Charlie Hebdo itself falls squarely into the long European tradition of exposing the rank hypocrisy of those who set themselves up as the inerrant judges of human frailty. From Chaucer to Boccaccio, Voltaire to Swift, the failure of individuals and institutions in authority to live up to their own moral precepts has inspired artistic works of satirical genius.
 
The French, in particular, have an historical aversion to “clericalism” – i.e. the unwarranted interference of religious institutions in education and politics. Indeed, “anti-clerical” French republicans have been doing battle with the French religious authorities since at least the Eighteenth Century. The French Left is, accordingly, forever on its guard against any threat – be it Christian, Judaic or Muslim – to the cherished principles of the French Revolution’s secular republic.
 
France is also the home of the expression “épater la bourgeoisie” (shock the middle classes). Alarming and/or outraging the fatuous and far-too-comfortable beneficiaries of the political status quo has been a favourite sport of iconoclastic and revolutionary French artists and writers since the mid-Nineteenth Century.

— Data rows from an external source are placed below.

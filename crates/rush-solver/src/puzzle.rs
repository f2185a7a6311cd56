//! Puzzle configuration and the search problem built on top of a board.
//!
//! [`PuzzleConfig`] deserializes the JSON puzzle format. [`Puzzle`] binds a
//! board to its target vehicle and exposes the transition model used by the
//! solver: `actions`, `result`, `goal_test` and `path_cost`.

use serde::{Deserialize, Serialize};

use crate::board::{Board, BoardState};
use crate::error::{ConfigurationIssue, Result, RushError};
use crate::solver::{breadth_first_search, SolverConfig, SolverResult};
use crate::vehicle::{Cell, Orientation};

/// Target id used when a puzzle does not name one
pub const DEFAULT_TARGET: &str = "red";

fn default_size() -> usize {
    6
}

fn default_exit_row() -> usize {
    2
}

fn default_target() -> String {
    DEFAULT_TARGET.to_string()
}

/// One vehicle entry of a puzzle file
#[derive(Debug, Clone, Serialize, Deserialize)]
pub struct VehicleConfig {
    pub id: String,
    pub row: usize,
    pub col: usize,
    pub length: usize,
    pub orientation: Orientation,
}

/// The complete puzzle configuration
#[derive(Debug, Clone, Serialize, Deserialize)]
#[serde(rename_all = "camelCase")]
pub struct PuzzleConfig {
    #[serde(default)]
    pub id: Option<String>,
    #[serde(default = "default_size")]
    pub size: usize,
    #[serde(default = "default_exit_row")]
    pub exit_row: usize,
    #[serde(default = "default_target")]
    pub target: String,
    pub vehicles: Vec<VehicleConfig>,
}

impl PuzzleConfig {
    pub fn from_json(json: &str) -> serde_json::Result<Self> {
        serde_json::from_str(json)
    }

    /// Place every vehicle, in list order
    pub fn build_board(&self) -> Result<Board> {
        let mut board = Board::new(self.size, self.exit_row)?;
        for vehicle in &self.vehicles {
            board.insert(
                vehicle.id.clone(),
                Cell::new(vehicle.row, vehicle.col),
                vehicle.length,
                vehicle.orientation,
            )?;
        }
        Ok(board)
    }

    pub fn build(&self) -> Result<Puzzle> {
        Puzzle::new(&self.build_board()?, &self.target)
    }
}

/// A board bound to a target vehicle that must reach the exit.
///
/// The target must be horizontal and sit on the exit row; it is solved once
/// its last cell touches the far wall.
#[derive(Debug, Clone)]
pub struct Puzzle {
    initial: BoardState,
    target: String,
    target_cell: Cell,
}

impl Puzzle {
    pub fn new(board: &Board, target: &str) -> Result<Self> {
        Self::from_state(board.to_state(), target)
    }

    pub fn with_default_target(board: &Board) -> Result<Self> {
        Self::new(board, DEFAULT_TARGET)
    }

    /// Bind a state to a target, validating both up front
    pub fn from_state(state: BoardState, target: &str) -> Result<Self> {
        let board = Board::from_state(&state)?;

        let vehicle = board
            .vehicle(target)
            .ok_or_else(|| ConfigurationIssue::TargetMissing(target.to_string()))?;
        if vehicle.orientation() != Orientation::Horizontal {
            return Err(ConfigurationIssue::TargetNotHorizontal(target.to_string()).into());
        }
        if vehicle.origin().row != board.exit_row() {
            return Err(ConfigurationIssue::TargetOffExitRow {
                id: target.to_string(),
                row: vehicle.origin().row,
                exit_row: board.exit_row(),
            }
            .into());
        }

        let target_cell = Cell::new(board.exit_row(), board.size() - vehicle.length());
        Ok(Self {
            initial: board.to_state(),
            target: target.to_string(),
            target_cell,
        })
    }

    pub fn initial(&self) -> &BoardState {
        &self.initial
    }

    pub fn target(&self) -> &str {
        &self.target
    }

    /// Origin the target vehicle must reach
    pub fn target_cell(&self) -> Cell {
        self.target_cell
    }

    /// States reachable from `state` in one move.
    ///
    /// Actions and resulting states coincide in this problem.
    pub fn actions(&self, state: &BoardState) -> Result<Vec<BoardState>> {
        Ok(Board::from_state(state)?.legal_neighbor_states())
    }

    pub fn result(&self, _state: &BoardState, action: BoardState) -> BoardState {
        action
    }

    pub fn goal_test(&self, state: &BoardState) -> Result<bool> {
        let board = Board::from_state(state)?;
        let target = board
            .vehicle(&self.target)
            .ok_or_else(|| RushError::UnknownVehicle(self.target.clone()))?;
        Ok(target.origin() == self.target_cell)
    }

    /// Unit cost per move
    pub fn path_cost(&self, cost: usize) -> usize {
        cost + 1
    }

    pub fn solve(&self, config: &SolverConfig) -> Result<SolverResult> {
        breadth_first_search(self, config)
    }
}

In this, too, Charlie Hebdo is as French as frogs-legs.
 
A curiously symmetrical symbolic relationship thus embraces both the holy warriors who gunned down the staff of Charlie Hebdo, and the latter’s militant secularist mission. On either side of this tragedy stand fervent believers in, and unflinching defenders of, compelling religious and political traditions.
 
Perhaps the great mass of Parisians in the Place de la République remained silent in conscious acknowledgement of the deadly consequences that follow when we make ourselves captive to the battle-cries of uncompromising conviction. A charge upon which both the slayers and the slain, fused now forever in death, must – tragically – stand convicted.